The league is trying to clean up their perception problem, but by not formally including the players in developing this new policy, they do not seem quite as concerned about actually fixing the problems. The owners want to make sure they keep people tuning in to football and commercials. They thought people would be fine with how they handled the Ray Rice situation, but when it blew up in their face, they scrambled to fix that perception. The average NFL fan will probably see this new policy, figure the NFL has done enough, and move on to continue watching football.
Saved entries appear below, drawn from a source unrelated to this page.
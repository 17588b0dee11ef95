//! # Table Division
//!
//! Tables divide row by row, rows divide every cell at the same height and
//! cells divide their children top to bottom. A row that does not fit
//! whole splits into two rows of the same shape: each cell of the
//! continuation row is either the real tail of its cell or an empty
//! placeholder with the cell's span and borders, so columns stay aligned on
//! the next page.

use super::{divide, Division, LayoutContext};
use crate::error::Result;
use crate::model::{Element, ElementKind};
use crate::style::TableCellStyle;

fn cell_style_mut(element: &mut Element) -> Option<&mut TableCellStyle> {
    match &mut element.kind {
        ElementKind::Cell { style, .. } => Some(style),
        _ => None,
    }
}

/// Whether any cell of a row holds content.
fn has_content(row: &Element) -> bool {
    row.children().iter().any(|cell| !cell.children().is_empty())
}

pub(crate) fn divide_table(
    mut element: Element,
    ctx: &LayoutContext<'_>,
    width: f64,
    height: f64,
) -> Result<Division> {
    let table_width = match &element.kind {
        ElementKind::Table { style } => width * style.width / 100.0,
        _ => return Ok(Division::whole(element, 0.0)),
    };

    let mut rows = element.take_children().into_iter();
    let mut placed = Vec::new();
    let mut table_height = 0.0;
    let mut available = height;
    let mut continuation = None;

    while let Some(row) = rows.next() {
        let row_ctx = ctx.with_force(ctx.force && table_height == 0.0);
        let division = divide_row(row, &row_ctx, table_width, available)?;
        let row_height = division.height;

        match division.tail {
            None => {
                placed.extend(division.head);
                table_height += row_height;
                available -= row_height;
            }
            Some(tail) => {
                // A head row holding nothing is not worth drawing
                let head = division.head.filter(|head| row_height > 0.0 || has_content(head));
                if let Some(head) = head {
                    placed.push(head);
                    table_height += row_height;
                }
                let mut rest = vec![tail];
                rest.extend(rows.by_ref());
                continuation = Some(rest);
                break;
            }
        }
    }

    let Some(rest) = continuation else {
        element.set_children(placed);
        return Ok(Division::whole(element, table_height));
    };

    let mut next = element.shallow_clone();
    next.set_children(rest);

    if placed.is_empty() {
        log::debug!("moving table of {} rows to the next page", next.children().len());
        return Ok(Division::defer(next));
    }

    log::debug!(
        "splitting table after {} rows, {} continue",
        placed.len(),
        next.children().len()
    );
    element.set_children(placed);
    Ok(Division::split(element, next, table_height))
}

pub(crate) fn divide_row(
    mut element: Element,
    ctx: &LayoutContext<'_>,
    width: f64,
    height: f64,
) -> Result<Division> {
    let columns = match &element.kind {
        ElementKind::Row { columns, .. } => columns.clone(),
        _ => return Ok(Division::whole(element, 0.0)),
    };

    let mut slots = columns.iter();
    let mut heads = Vec::new();
    let mut tails = Vec::new();
    let mut divided = false;
    let mut row_height: f64 = 0.0;

    for cell in element.take_children() {
        let span = cell.span() as usize;
        let share: f64 = slots.by_ref().take(span).sum();
        let cell_width = share * width / 100.0;

        let placeholder = cell.shallow_clone();
        let division = divide_cell(cell, ctx, cell_width, height)?;
        row_height = row_height.max(division.height);

        match division.tail {
            Some(tail) => {
                divided = true;
                tails.push(tail);
            }
            None => tails.push(placeholder),
        }
        heads.extend(division.head);
    }

    if let ElementKind::Row { height: stored, .. } = &mut element.kind {
        *stored = row_height;
    }

    if !divided {
        element.set_children(heads);
        return Ok(Division::whole(element, row_height));
    }

    if row_height == 0.0 {
        // Nothing of this row is visible here: no stray borders either
        for cell in &mut heads {
            if let Some(style) = cell_style_mut(cell) {
                style.borders.top = false;
                style.borders.left = false;
                style.borders.right = false;
            }
        }
    }

    let mut next = element.shallow_clone();
    if let ElementKind::Row { height: stored, .. } = &mut next.kind {
        *stored = 0.0;
    }
    next.set_children(tails);
    element.set_children(heads);
    Ok(Division::split(element, next, row_height))
}

/// Divide a cell. The head cell is always returned, possibly empty.
pub(crate) fn divide_cell(
    mut element: Element,
    ctx: &LayoutContext<'_>,
    width: f64,
    height: f64,
) -> Result<Division> {
    let padding = match &element.kind {
        ElementKind::Cell { style, .. } => style.padding,
        _ => return Ok(Division::whole(element, 0.0)),
    };
    let h_padding = ctx.resolution.cm_to_x(padding);
    let v_padding = ctx.resolution.cm_to_y(padding);
    let inner_width = width - 2.0 * h_padding;
    let mut available = height - 2.0 * v_padding;

    let mut children = element.take_children().into_iter();
    let mut placed = Vec::new();
    let mut cell_height = 0.0;
    let mut continuation = None;

    while let Some(child) = children.next() {
        // Zero-height content does not use up the force
        let child_ctx = ctx.with_force(ctx.force && cell_height == 0.0);
        let division = divide(child, &child_ctx, inner_width, available)?;
        cell_height += division.height;
        available -= division.height;
        placed.extend(division.head);

        if let Some(tail) = division.tail {
            let mut rest = vec![tail];
            rest.extend(children.by_ref());
            continuation = Some(rest);
            break;
        }
    }

    if cell_height != 0.0 {
        cell_height += 2.0 * v_padding;
    }

    let Some(rest) = continuation else {
        element.set_children(placed);
        return Ok(Division::whole(element, cell_height));
    };

    let mut next = element.shallow_clone();
    if !placed.is_empty() {
        if let Some(style) = cell_style_mut(&mut next) {
            style.borders.top = false;
        }
    }
    if let Some(style) = cell_style_mut(&mut element) {
        style.borders.bottom = false;
    }
    next.set_children(rest);
    element.set_children(placed);
    Ok(Division::split(element, next, cell_height))
}
//! # Quire CLI
//!
//! Usage:
//!   quire document.json
//!   quire document.json --config layout.json --dpi 96
//!   quire document.json --width 500 --height 700 --ops > ops.json
//!   quire --example > report.json
//!
//! Prints a summary of the pages, or with `--ops` the recorded draw
//! operations of every page as JSON. Set `RUST_LOG=debug` to follow the
//! split decisions.

use std::env;
use std::fs;
use std::io::{self, Read};
use std::process;

use quire::draw::{self, RecordingSurface};
use quire::layout::LayoutContext;
use quire::text::MetricsMeasurer;
use quire::{Document, LayoutConfig, LayoutWarning, PageSetup, Paginator, QuireError, Resolution};

fn main() {
    env_logger::init();
    let args: Vec<String> = env::args().collect();

    if args.iter().any(|a| a == "--example") {
        print!("{}", example_report_json());
        return;
    }

    if let Err(e) = run(&args) {
        eprintln!("✗ {e}");
        process::exit(1);
    }
}

fn flag<'a>(args: &'a [String], name: &str) -> Option<&'a str> {
    args.windows(2).find(|w| w[0] == name).map(|w| w[1].as_str())
}

fn number(args: &[String], name: &str) -> quire::Result<Option<f64>> {
    flag(args, name)
        .map(|v| {
            v.parse::<f64>()
                .map_err(|_| QuireError::Builder(format!("{name} expects a number, got {v:?}")))
        })
        .transpose()
}

fn run(args: &[String]) -> quire::Result<()> {
    // Read input
    let input = if args.len() > 1 && !args[1].starts_with('-') {
        fs::read_to_string(&args[1])?
    } else {
        let mut buf = String::new();
        io::stdin().read_to_string(&mut buf)?;
        buf
    };

    let config = match flag(args, "--config") {
        Some(path) => LayoutConfig::load(path)?,
        None => LayoutConfig::default(),
    };
    let document = Document::from_json(&input)?;

    let resolution = Resolution::uniform(number(args, "--dpi")?.unwrap_or(72.0));
    let paper_setup = document.paper.page_setup(resolution);
    let setup = PageSetup::new(
        number(args, "--width")?.unwrap_or(paper_setup.width),
        number(args, "--height")?.unwrap_or(paper_setup.height),
        resolution,
    );

    let measurer = MetricsMeasurer::new();
    let mut paginator = Paginator::new(document.root, setup, &measurer, &config);
    paginator.run()?;
    let warnings = paginator.warnings().to_vec();
    let pages = paginator.into_pages();

    if args.iter().any(|a| a == "--ops") {
        let ctx = LayoutContext::new(&measurer, resolution, &config);
        let mut all = Vec::with_capacity(pages.len());
        for page in &pages {
            let mut surface = RecordingSurface::new();
            draw::draw_page(page, &mut surface, &ctx, setup.width)?;
            all.push(surface.into_ops());
        }
        println!("{}", serde_json::to_string_pretty(&all)?);
    } else {
        for (i, page) in pages.iter().enumerate() {
            let kinds: Vec<String> = page
                .elements()
                .iter()
                .map(|e| format!("{:?}", e.element_type()))
                .collect();
            println!("page {}: {}", i + 1, kinds.join(", "));
        }
        let marks = pages.marks();
        if !marks.is_empty() {
            println!("{} index marks", marks.len());
        }
    }

    for warning in &warnings {
        match warning {
            LayoutWarning::Oversized {
                page,
                element,
                height,
                available,
            } => eprintln!(
                "! page {}: {element:?} is {height:.1} tall, {available:.1} available",
                page + 1
            ),
        }
    }
    eprintln!("✓ Paginated into {} pages", pages.len());
    Ok(())
}

fn example_report_json() -> &'static str {
    r##"{
  "paper": {
    "width": 21.0,
    "height": 29.7,
    "leftMargin": 2.54,
    "rightMargin": 2.54,
    "topMargin": 2.54,
    "bottomMargin": 2.54
  },
  "children": [
    {
      "kind": {
        "type": "paragraph",
        "style": {
          "font": { "face": "SansSerif", "size": 16.0, "bold": true },
          "bottomMargin": 0.4
        },
        "text": { "text": "Descendants of Ada Smith" },
        "marks": [
          { "offset": 0, "mark": { "key": "Descendants of Ada Smith", "kind": "tableOfContents", "level": 1 } }
        ]
      }
    },
    {
      "kind": {
        "type": "paragraph",
        "style": { "firstIndent": 0.5, "bottomMargin": 0.2 },
        "text": {
          "text": "Ada Smith was born in 1850 and married John Brown in 1872. They had three children, all of whom are listed below with their spouses.",
          "tags": [ { "kind": "Bold", "ranges": [[0, 9]] } ]
        },
        "marks": [
          { "offset": 0, "mark": { "key": "Smith, Ada", "kind": "alphabetical", "level": 1 } }
        ]
      }
    },
    {
      "kind": { "type": "table", "style": { "width": 100.0, "columnWidths": [30.0, 70.0] } },
      "children": [
        {
          "kind": { "type": "row" },
          "children": [
            {
              "kind": { "type": "cell", "style": { "borders": { "top": true, "right": true, "bottom": true, "left": true }, "padding": 0.1 } },
              "children": [ { "kind": { "type": "paragraph", "text": { "text": "Mary Brown" } } } ]
            },
            {
              "kind": { "type": "cell", "style": { "borders": { "top": true, "right": true, "bottom": true, "left": true }, "padding": 0.1 } },
              "children": [ { "kind": { "type": "paragraph", "text": { "text": "Born 1874, married Peter Green." } } } ]
            }
          ]
        }
      ]
    },
    { "kind": { "type": "pageBreak" } },
    {
      "kind": { "type": "frame", "style": { "width": 16.0, "height": 6.0, "align": "Center" } },
      "children": [
        {
          "kind": {
            "type": "box",
            "style": { "shadow": true, "fillColor": { "r": 1.0, "g": 1.0, "b": 0.8 } },
            "x": 1.0, "y": 1.0, "width": 6.0, "height": 1.5
          }
        },
        {
          "kind": {
            "type": "textLabel",
            "style": { "alignment": "Center" },
            "valign": "center",
            "text": "Ada Smith",
            "x": 4.0, "y": 1.75
          }
        },
        {
          "kind": {
            "type": "line",
            "style": { "lineStyle": "Dashed" },
            "start": [4.0, 2.5],
            "end": [4.0, 4.0]
          }
        }
      ]
    },
    { "kind": { "type": "alphabeticalIndex" } }
  ]
}
"##
}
I did not expect the league to bargain with the NFLPA on this issue, if they could avoid it. The league has a strong upper-hand in their relationship with the NFLPA, and if the league can avoid collective bargaining on an issue, they will do that. I can't really blame them given the one-sided relationship we see between players and owners. But that doesn't make it any better.

One of my favorites about the new policy is the implementation of an ownership conduct committee to review the policy at least annually, and recommend appropriate changes. The highlight is that one representative is Dee Haslam, wife of Cleveland Browns owner Jimmy Haslam. For those not aware, Jimmy Haslam's company, Pilot Flying J, was fined $92 million for cheating customers. The company agreed to a settlement with the US Attorney's office, "accept[ing] responsibility for the criminal conduct of its employees, ten of whom have pleaded guilty to participating in the scheme."

Jimmy Haslam may very well have had no knowledge of these inner-workings of his company, but consider me skeptical. And considering how poorly the NFL has handled a lot of this, it is kind of fitting that they included the wife of a guy whose company cheated customers.